Problem description: Copy every line of the entries that has the string "whose" in it.

*** Block opens ***

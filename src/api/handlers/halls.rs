//! Hall endpoints. Reading halls is staff-only, like every hall mutation.

use axum::{
    extract::{Path, State},
    response::Response,
};
use serde::Deserialize;

use crate::{
    api::{
        AppState,
        auth::Principal,
        extract::ApiJson,
        response::{created, empty_success, success},
    },
    core::{access::Action, hall},
    errors::{Error, Result},
};

/// Request body for create and update.
#[derive(Debug, Deserialize)]
pub struct HallPayload {
    /// Hall name
    pub name: String,
    /// Seat count
    pub seats: i32,
}

/// `GET /halls`
pub async fn list_halls(State(state): State<AppState>, principal: Principal) -> Result<Response> {
    principal.actor.require(Action::ManageCatalog)?;
    let halls = hall::list_halls(&state.core.db).await?;
    Ok(success(halls, "Halls retrieved"))
}

/// `GET /halls/:id`
pub async fn get_hall(
    State(state): State<AppState>,
    principal: Principal,
    Path(hall_id): Path<i64>,
) -> Result<Response> {
    principal.actor.require(Action::ManageCatalog)?;
    let found = hall::get_hall(&state.core.db, hall_id)
        .await?
        .ok_or(Error::NotFound {
            entity: "Hall",
            id: hall_id,
        })?;
    Ok(success(found, "Hall retrieved"))
}

/// `POST /halls`
pub async fn create_hall(
    State(state): State<AppState>,
    principal: Principal,
    ApiJson(payload): ApiJson<HallPayload>,
) -> Result<Response> {
    let created_hall =
        hall::create_hall(&state.core, &principal.actor, &payload.name, payload.seats).await?;
    Ok(created(created_hall, "Hall created"))
}

/// `PUT /halls/:id`
pub async fn update_hall(
    State(state): State<AppState>,
    principal: Principal,
    Path(hall_id): Path<i64>,
    ApiJson(payload): ApiJson<HallPayload>,
) -> Result<Response> {
    let updated = hall::update_hall(
        &state.core,
        &principal.actor,
        hall_id,
        &payload.name,
        payload.seats,
    )
    .await?;
    Ok(success(updated, "Hall updated"))
}

/// `DELETE /halls/:id`
pub async fn delete_hall(
    State(state): State<AppState>,
    principal: Principal,
    Path(hall_id): Path<i64>,
) -> Result<Response> {
    hall::delete_hall(&state.core, &principal.actor, hall_id).await?;
    Ok(empty_success("Hall deleted"))
}
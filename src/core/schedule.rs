//! Overlap rules for sessions sharing a hall.
//!
//! Two sessions in one hall conflict only when their date ranges overlap AND their
//! daily time windows overlap. Ranges are closed, so touching boundaries overlap.

use crate::{
    entities::{Session, session},
    errors::Result,
};
use chrono::{NaiveDate, NaiveTime};
use sea_orm::{QueryOrder, prelude::*};

/// Closed-interval overlap test: `[a_start, a_end]` and `[b_start, b_end]`
/// overlap iff `a_start <= b_end && b_start <= a_end`.
pub fn ranges_overlap<T: PartialOrd>(a_start: T, a_end: T, b_start: T, b_end: T) -> bool {
    a_start <= b_end && b_start <= a_end
}

/// The days and daily hours a session occupies its hall.
#[derive(Debug, Clone, Copy, PartialEq, Eq)]
pub struct Slot {
    /// First day of the run
    pub start_date: NaiveDate,
    /// Last day of the run (inclusive)
    pub end_date: NaiveDate,
    /// Daily start time
    pub start_time: NaiveTime,
    /// Daily end time
    pub end_time: NaiveTime,
}

impl Slot {
    /// Whether both the date ranges and the time windows overlap.
    #[must_use]
    pub fn conflicts_with(&self, other: &Self) -> bool {
        ranges_overlap(
            self.start_date,
            self.end_date,
            other.start_date,
            other.end_date,
        ) && ranges_overlap(
            self.start_time,
            self.end_time,
            other.start_time,
            other.end_time,
        )
    }

    /// Every day of the run, in order.
    #[must_use]
    pub fn dates(&self) -> Vec<NaiveDate> {
        self.start_date
            .iter_days()
            .take_while(|day| *day <= self.end_date)
            .collect()
    }

    /// Whether `day` falls within the run.
    #[must_use]
    pub fn runs_on(&self, day: NaiveDate) -> bool {
        self.start_date <= day && day <= self.end_date
    }
}

impl From<&session::Model> for Slot {
    fn from(session: &session::Model) -> Self {
        Self {
            start_date: session.start_date,
            end_date: session.end_date,
            start_time: session.start_time,
            end_time: session.end_time,
        }
    }
}

/// Finds the first session in `hall_id` that conflicts with `slot`, skipping
/// `exclude` (the session being edited).
pub async fn find_conflict<C>(
    db: &C,
    hall_id: i64,
    slot: &Slot,
    exclude: Option<i64>,
) -> Result<Option<session::Model>>
where
    C: ConnectionTrait,
{
    let mut query = Session::find()
        .filter(session::Column::HallId.eq(hall_id))
        .filter(session::Column::StartDate.lte(slot.end_date))
        .filter(session::Column::EndDate.gte(slot.start_date));
    if let Some(session_id) = exclude {
        query = query.filter(session::Column::Id.ne(session_id));
    }

    let candidates = query.order_by_asc(session::Column::Id).all(db).await?;

    Ok(candidates
        .into_iter()
        .find(|candidate| Slot::from(candidate).conflicts_with(slot)))
}
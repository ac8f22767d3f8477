/// Liveness probe
pub mod health;
/// Hall endpoints
pub mod halls;
/// Movie endpoints
pub mod movies;
/// Purchase endpoints
pub mod purchases;
/// Session and seat availability endpoints
pub mod sessions;
/// Current account endpoint
pub mod users;
use axum::{
    extract::{Path, State},
    response::Response,
};

use crate::{
    api::{
        AppState,
        auth::Principal,
        extract::ApiJson,
        response::{created, empty_success, success},
    },
    core::{
        access::Action,
        movie::{self, MovieDraft},
    },
    errors::{Error, Result},
};

/// `GET /movies`
pub async fn list_movies(State(state): State<AppState>, principal: Principal) -> Result<Response> {
    principal.actor.require(Action::Browse)?;
    let movies = movie::list_movies(&state.core.db).await?;
    Ok(success(movies, "Movies retrieved"))
}

/// `GET /movies/:id`
pub async fn get_movie(
    State(state): State<AppState>,
    principal: Principal,
    Path(movie_id): Path<i64>,
) -> Result<Response> {
    principal.actor.require(Action::Browse)?;
    let found = movie::get_movie(&state.core.db, movie_id)
        .await?
        .ok_or(Error::NotFound {
            entity: "Movie",
            id: movie_id,
        })?;
    Ok(success(found, "Movie retrieved"))
}

/// `POST /movies`
pub async fn create_movie(
    State(state): State<AppState>,
    principal: Principal,
    ApiJson(draft): ApiJson<MovieDraft>,
) -> Result<Response> {
    let created_movie = movie::create_movie(&state.core, &principal.actor, &draft).await?;
    Ok(created(created_movie, "Movie created"))
}

/// `PUT /movies/:id`
pub async fn update_movie(
    State(state): State<AppState>,
    principal: Principal,
    Path(movie_id): Path<i64>,
    ApiJson(draft): ApiJson<MovieDraft>,
) -> Result<Response> {
    let updated = movie::update_movie(&state.core, &principal.actor, movie_id, &draft).await?;
    Ok(success(updated, "Movie updated"))
}

/// `DELETE /movies/:id`
pub async fn delete_movie(
    State(state): State<AppState>,
    principal: Principal,
    Path(movie_id): Path<i64>,
) -> Result<Response> {
    movie::delete_movie(&state.core, &principal.actor, movie_id).await?;
    Ok(empty_success("Movie deleted"))
}
//! Session business logic - scheduling screenings into halls.
//!
//! A hall can host many sessions, but no two of them may share both a day and a
//! stretch of the daily time window. Every schedule change holds the exclusive
//! lock of each hall it touches, so the overlap check and the write happen as
//! one unit per hall.

use crate::{
    core::{
        access::{Action, Actor},
        context::CoreContext,
        guard,
        schedule::{self, Slot},
    },
    entities::{Hall, Movie, Session, session},
    errors::{Error, Result},
    money,
};
use chrono::{NaiveDate, NaiveTime};
use rust_decimal::Decimal;
use sea_orm::{QueryOrder, Set, TransactionTrait, prelude::*};
use serde::Deserialize;
use tokio::sync::OwnedRwLockWriteGuard;
use tracing::{debug, info, instrument};

/// Highest ticket price, in cents (9999.99).
pub const MAX_PRICE_CENTS: i64 = 999_999;

/// Fields of a session as submitted for create or update.
#[derive(Debug, Clone, PartialEq, Eq, Deserialize)]
pub struct SessionDraft {
    /// Hall to screen in
    pub hall_id: i64,
    /// Movie to screen
    pub movie_id: i64,
    /// First day of the run
    pub start_date: NaiveDate,
    /// Last day of the run (inclusive)
    pub end_date: NaiveDate,
    /// Daily start time
    pub start_time: NaiveTime,
    /// Daily end time
    pub end_time: NaiveTime,
    /// Ticket price
    pub price: Decimal,
}

impl SessionDraft {
    /// The hall occupancy this draft asks for.
    #[must_use]
    pub const fn slot(&self) -> Slot {
        Slot {
            start_date: self.start_date,
            end_date: self.end_date,
            start_time: self.start_time,
            end_time: self.end_time,
        }
    }
}

/// Optional narrowing of today's schedule.
#[derive(Debug, Clone, Copy, Default, PartialEq, Eq, Deserialize)]
pub struct TodayFilter {
    /// Only sessions in this hall
    #[serde(rename = "hall")]
    pub hall_id: Option<i64>,
    /// Earliest daily start time
    #[serde(rename = "start_time")]
    pub from: Option<NaiveTime>,
    /// Latest daily start time
    #[serde(rename = "end_time")]
    pub to: Option<NaiveTime>,
}

/// Checks a draft against `today` and returns the price in cents.
fn validate_draft(draft: &SessionDraft, today: NaiveDate) -> Result<i64> {
    if draft.start_date < today {
        return Err(Error::validation("Start date cannot be less than today"));
    }
    if draft.end_date < draft.start_date {
        return Err(Error::validation(
            "End date cannot be less than start date",
        ));
    }
    if draft.end_time <= draft.start_time {
        return Err(Error::validation("End time must be later than start time"));
    }

    let price_cents = money::to_cents(draft.price)?;
    if !(0..=MAX_PRICE_CENTS).contains(&price_cents) {
        return Err(Error::validation(format!(
            "Price must be between 0 and {}",
            money::from_cents(MAX_PRICE_CENTS)
        )));
    }
    Ok(price_cents)
}

async fn ensure_references<C>(db: &C, draft: &SessionDraft) -> Result<()>
where
    C: ConnectionTrait,
{
    if Hall::find_by_id(draft.hall_id).one(db).await?.is_none() {
        return Err(Error::NotFound {
            entity: "Hall",
            id: draft.hall_id,
        });
    }
    if Movie::find_by_id(draft.movie_id).one(db).await?.is_none() {
        return Err(Error::NotFound {
            entity: "Movie",
            id: draft.movie_id,
        });
    }
    Ok(())
}

async fn ensure_free_slot<C>(db: &C, draft: &SessionDraft, exclude: Option<i64>) -> Result<()>
where
    C: ConnectionTrait,
{
    if let Some(existing) = schedule::find_conflict(db, draft.hall_id, &draft.slot(), exclude).await? {
        debug!(
            hall_id = draft.hall_id,
            conflicting = existing.id,
            "Session overlaps an existing one"
        );
        return Err(Error::Conflict {
            hall_id: draft.hall_id,
            session_id: existing.id,
        });
    }
    Ok(())
}

async fn find_session<C>(db: &C, session_id: i64) -> Result<session::Model>
where
    C: ConnectionTrait,
{
    Session::find_by_id(session_id)
        .one(db)
        .await?
        .ok_or(Error::NotFound {
            entity: "Session",
            id: session_id,
        })
}

/// Locks the hall a session currently sits in, plus `also` if given.
///
/// The session may be moved while we wait, so the hall is re-read under the
/// lock and the attempt repeated until it is stable.
async fn lock_session_halls(
    ctx: &CoreContext,
    session_id: i64,
    also: Option<i64>,
) -> Result<(Vec<OwnedRwLockWriteGuard<()>>, session::Model)> {
    loop {
        let seen = find_session(&ctx.db, session_id).await?;
        let mut halls = vec![seen.hall_id];
        halls.extend(also);
        let guards = ctx.locks().halls.exclusive_all(halls).await;

        let current = find_session(&ctx.db, session_id).await?;
        if current.hall_id == seen.hall_id {
            return Ok((guards, current));
        }
    }
}

/// Schedules a new session.
#[instrument(skip(ctx, draft), fields(hall_id = draft.hall_id))]
pub async fn create_session(
    ctx: &CoreContext,
    actor: &Actor,
    draft: &SessionDraft,
) -> Result<session::Model> {
    actor.require(Action::ManageSessions)?;
    let price_cents = validate_draft(draft, ctx.clock().today())?;

    let _hall_lock = ctx.locks().halls.exclusive(draft.hall_id).await;
    let _movie_lock = ctx.locks().movies.shared(draft.movie_id).await;
    let txn = ctx.db.begin().await?;

    ensure_references(&txn, draft).await?;
    ensure_free_slot(&txn, draft, None).await?;

    let created = session::ActiveModel {
        hall_id: Set(draft.hall_id),
        movie_id: Set(draft.movie_id),
        start_date: Set(draft.start_date),
        end_date: Set(draft.end_date),
        start_time: Set(draft.start_time),
        end_time: Set(draft.end_time),
        price_cents: Set(price_cents),
        ..Default::default()
    }
    .insert(&txn)
    .await?;

    txn.commit().await?;
    info!(session_id = created.id, "Session created");
    Ok(created)
}

/// Replaces a session's schedule, hall, movie and price.
///
/// The session itself is left out of the overlap search. Forbidden once any
/// ticket for it was sold.
#[instrument(skip(ctx, draft))]
pub async fn update_session(
    ctx: &CoreContext,
    actor: &Actor,
    session_id: i64,
    draft: &SessionDraft,
) -> Result<session::Model> {
    actor.require(Action::ManageSessions)?;
    let price_cents = validate_draft(draft, ctx.clock().today())?;

    let (_hall_locks, existing) = lock_session_halls(ctx, session_id, Some(draft.hall_id)).await?;
    let _movie_lock = ctx.locks().movies.shared(draft.movie_id).await;
    let txn = ctx.db.begin().await?;

    if guard::has_paid_tickets(&txn, session_id).await? {
        return Err(Error::forbidden(
            "You cannot update this session because some tickets have already been sold",
        ));
    }

    ensure_references(&txn, draft).await?;
    ensure_free_slot(&txn, draft, Some(session_id)).await?;

    let mut active_model: session::ActiveModel = existing.into();
    active_model.hall_id = Set(draft.hall_id);
    active_model.movie_id = Set(draft.movie_id);
    active_model.start_date = Set(draft.start_date);
    active_model.end_date = Set(draft.end_date);
    active_model.start_time = Set(draft.start_time);
    active_model.end_time = Set(draft.end_time);
    active_model.price_cents = Set(price_cents);
    let updated = active_model.update(&txn).await?;

    txn.commit().await?;
    info!(session_id, "Session updated");
    Ok(updated)
}

/// Removes a session. Forbidden once any ticket for it was sold.
#[instrument(skip(ctx))]
pub async fn delete_session(ctx: &CoreContext, actor: &Actor, session_id: i64) -> Result<()> {
    actor.require(Action::ManageSessions)?;

    let (_hall_locks, existing) = lock_session_halls(ctx, session_id, None).await?;
    let txn = ctx.db.begin().await?;

    if guard::has_paid_tickets(&txn, session_id).await? {
        return Err(Error::forbidden(
            "You cannot delete this session because some tickets have already been sold",
        ));
    }

    existing.delete(&txn).await?;
    txn.commit().await?;
    info!(session_id, "Session deleted");
    Ok(())
}

/// Finds a session by id.
pub async fn get_session<C>(db: &C, session_id: i64) -> Result<Option<session::Model>>
where
    C: ConnectionTrait,
{
    Session::find_by_id(session_id).one(db).await.map_err(Into::into)
}

/// Every session, by daily start time then price.
pub async fn list_sessions<C>(db: &C) -> Result<Vec<session::Model>>
where
    C: ConnectionTrait,
{
    Session::find()
        .order_by_asc(session::Column::StartTime)
        .order_by_asc(session::Column::PriceCents)
        .order_by_asc(session::Column::Id)
        .all(db)
        .await
        .map_err(Into::into)
}

/// Sessions whose run includes `today`, by daily start time.
pub async fn todays_sessions<C>(
    db: &C,
    today: NaiveDate,
    filter: &TodayFilter,
) -> Result<Vec<session::Model>>
where
    C: ConnectionTrait,
{
    let mut query = Session::find()
        .filter(session::Column::StartDate.lte(today))
        .filter(session::Column::EndDate.gte(today));

    if let Some(hall_id) = filter.hall_id {
        query = query.filter(session::Column::HallId.eq(hall_id));
    }
    if let Some(from) = filter.from {
        query = query.filter(session::Column::StartTime.gte(from));
    }
    if let Some(to) = filter.to {
        query = query.filter(session::Column::StartTime.lte(to));
    }

    query
        .order_by_asc(session::Column::StartTime)
        .order_by_asc(session::Column::Id)
        .all(db)
        .await
        .map_err(Into::into)
}
//! Role-based capability checks.
//!
//! Every mutating core operation asks the [`Actor`] whether it may perform an
//! [`Action`] before touching the store.

use crate::{
    entities::user,
    errors::{Error, Result},
};
use serde::Serialize;
use std::fmt;

/// Role of the caller, derived from the account flags.
#[derive(Debug, Clone, Copy, PartialEq, Eq, PartialOrd, Ord, Serialize)]
#[serde(rename_all = "snake_case")]
pub enum Role {
    /// No credentials presented
    Anonymous,
    /// Regular authenticated account
    Customer,
    /// Cinema staff
    Staff,
    /// Administrator
    Superuser,
}

impl Role {
    /// Picks the highest role the account flags grant.
    #[must_use]
    pub const fn from_flags(is_staff: bool, is_superuser: bool) -> Self {
        if is_superuser {
            Self::Superuser
        } else if is_staff {
            Self::Staff
        } else {
            Self::Customer
        }
    }
}

/// Things an actor may attempt.
#[derive(Debug, Clone, Copy, PartialEq, Eq)]
pub enum Action {
    /// Read the public catalog and schedule
    Browse,
    /// Create, edit or delete halls and movies
    ManageCatalog,
    /// Create, edit or delete sessions
    ManageSessions,
    /// Buy tickets
    Purchase,
    /// Read one's own purchases
    ViewOwnPurchases,
    /// Read anybody's purchases
    ViewAllPurchases,
}

impl fmt::Display for Action {
    fn fmt(&self, f: &mut fmt::Formatter<'_>) -> fmt::Result {
        let name = match self {
            Self::Browse => "browse",
            Self::ManageCatalog => "manage catalog",
            Self::ManageSessions => "manage sessions",
            Self::Purchase => "purchase tickets",
            Self::ViewOwnPurchases => "view own purchases",
            Self::ViewAllPurchases => "view all purchases",
        };
        f.write_str(name)
    }
}

/// The principal on whose behalf an operation runs.
#[derive(Debug, Clone, Copy, PartialEq, Eq)]
pub struct Actor {
    /// Account id, `None` when anonymous
    pub user_id: Option<i64>,
    /// Effective role
    pub role: Role,
}

impl Actor {
    /// An unauthenticated caller.
    #[must_use]
    pub const fn anonymous() -> Self {
        Self {
            user_id: None,
            role: Role::Anonymous,
        }
    }

    /// The actor for a stored account.
    #[must_use]
    pub const fn from_user(user: &user::Model) -> Self {
        Self {
            user_id: Some(user.id),
            role: Role::from_flags(user.is_staff, user.is_superuser),
        }
    }

    /// Whether the role grants `action`.
    #[must_use]
    pub const fn can(&self, action: Action) -> bool {
        match action {
            Action::Browse => true,
            Action::Purchase | Action::ViewOwnPurchases => !matches!(self.role, Role::Anonymous),
            Action::ManageCatalog | Action::ManageSessions | Action::ViewAllPurchases => {
                matches!(self.role, Role::Staff | Role::Superuser)
            }
        }
    }

    /// Fails with [`Error::Unauthenticated`] or [`Error::PermissionDenied`]
    /// unless the role grants `action`.
    pub fn require(&self, action: Action) -> Result<()> {
        if self.can(action) {
            Ok(())
        } else if self.role == Role::Anonymous {
            Err(Error::Unauthenticated)
        } else {
            Err(Error::PermissionDenied { action })
        }
    }

    /// Owners see their own purchases; staff see everyone's.
    #[must_use]
    pub fn can_view_purchases_of(&self, owner_id: i64) -> bool {
        self.can(Action::ViewAllPurchases)
            || (self.can(Action::ViewOwnPurchases) && self.user_id == Some(owner_id))
    }
}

*** Block closes ***

Result of this exercise:
/// Sessions whose run includes `today`, by daily start time.
/// The principal on whose behalf an operation runs.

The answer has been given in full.